Sinopsis Lengkap Film The Fault in Our Stars (2014)

The Fault in Our Stars

Rilis
16
Mei 2014
Negara
Amerika
Serikat
Bahasa
Inggris
Sutradara
Josh
Boone
Produser
Wyck
Godfrey
Pemeran
Shailene
Woodley, Nat Wolff, Ansel Elgort, Willem Dafoe, Sam Trammell, Laura Dern
Sinematografi
Ben
Richardson
Music
Nate
Walcott, Mike Mogis
Distributor

20th
Century Fox.

Plot The Fault in Our Stars



Hazel remaja yang tinggal di Indianapolis, mempunyai kanker
tiroid terminal yang menyebar ke paru-parunya. Meyakini dia depresi, Ibunya
Frannie mendesaknya menghadiri kelompok dukungan pasien kanker mingguan. Di
sana Hazel bertemu Gus remaja menawan yang kehilangan kaki sebab pembatalan
tulang sejak itu tampaknya bebas kanker.


Gus mengundang Hazel ke rumahnya dimana mereka menyatukan
hobi mereka dan juga setuju membaca buku favorit masing-masing. Hazel
merekomendasikan “An Imperial Affliction”, novel mengenai gadis yang
menderita kanker dan Gus memberikan Hazel “Counter Insurgence”. Usai
Gus menyelesaikan buku tersebut, dia frustarasi dengan akhir yang mendadak.
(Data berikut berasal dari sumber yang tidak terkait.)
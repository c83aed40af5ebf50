//! Member lookup and overload resolution
//!
//! Method lookup collects candidates by name from the receiver and its
//! supertypes, keeps the ones applicable in the first phase that finds any,
//! drops invisible ones and picks the most specific. Ties that remain are
//! reported as ambiguous.

pub mod compat;
pub mod field;
pub mod visibility;

pub use compat::CompatibilityPhase;

use crate::binding::{
    BaseType, FieldBinding, FieldId, MethodBinding, MethodId, MethodOrigin, Modifiers, ScopeId, TypeBinding, TypeId,
    TypeState,
};
use crate::error::{LookupResult, ProblemBinding, ProblemReason, Resolution};
use crate::generics::BoundCheck;
use crate::names::well_known;
use crate::reporter::ProblemId;
use crate::env::LookupEnvironment;
use rustc_hash::FxHashSet;
use tracing::trace;

/// Call-site information for a lookup
#[derive(Debug, Clone, Default, PartialEq, Eq)]
pub struct InvocationSite {
    /// Source position, keys capture conversion
    pub position: u32,
    /// Type the call result is assigned to, if known
    pub expected_type: Option<TypeId>,
    /// Explicit method type arguments (`this.<String>m()`)
    pub type_arguments: Option<Vec<TypeId>>,
    /// Number of enclosing types crossed to find the member; set by lookup
    pub depth: u32,
}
Hazel menjelaskan penulis misterius novel tersebut Peter Van
Houten. Beberapa minggu selanjutnya, Gus memberi tahu Hazel, dia telah melacak
asisten Van Houten yaitu Lidewij, dan berkorespondensi terhadap Van Houten
melalui email. Dia menulis kepadanya mencari tahu lebih lanjut mengenai akhir
novel yang ambigu.


Van Houten menjawab dia hanya bersedia menjawab pertanyaan
darinya secara langsung. Hazel bertanya pada Ibunya, apakah dia bisa pergi ke
Amsterdam mengunjunginya, namun Frannie menolak sebab kendala keuangan dan
medis. Gus menyarankan dia memanfaatkan keinginan kanker yang dia terima dari
Make-A-Wish Foundation namun Hazel menjelaskan dia telah menggunakan miliknya
mengunjungi Walt Disney World.


Gus kemudian mengejutkan Hazel tiket ke Amsterdam. Gus dan
Hazel tiba di Amsterdam, mereka disajikan pemesanan restoran mahal yang dibayar
Van Houten. Selama makan, Gus mengakui cintanya pada Hazel. Selanjutnya mereka
pergi menuju rumah Van Houten, namun terkejut mengetahui dia pecandu alkohol
kejam.


Lidewij mengatur pertemuan dan juga makan malam mereka tanpa
Van Houten tahu apa-apa mengenai tersebut, menjelaskan dia tahu dia akan
melakukan apa saja menghentikannya. Marah terhadap tindakan asistennya, Van
Houten mengejek Hazel sebab mencari jawaban serius sebuah fiksi dan meremehkan
kondisi medis Hazel.


Dia pergi, merasa bingung dan Lidewij mengundang mereka pergi
jalan-jalan menebus pengalaman mereka yang hancur. Ketiganya menuju Anne Frank
House, tempat Hazel berjuang menaiki banyak tangga rumah. Keesokan hari Gus
memberi tahu Hazel, kankernya telah kembali dan menyebar seluruh tubuhnya.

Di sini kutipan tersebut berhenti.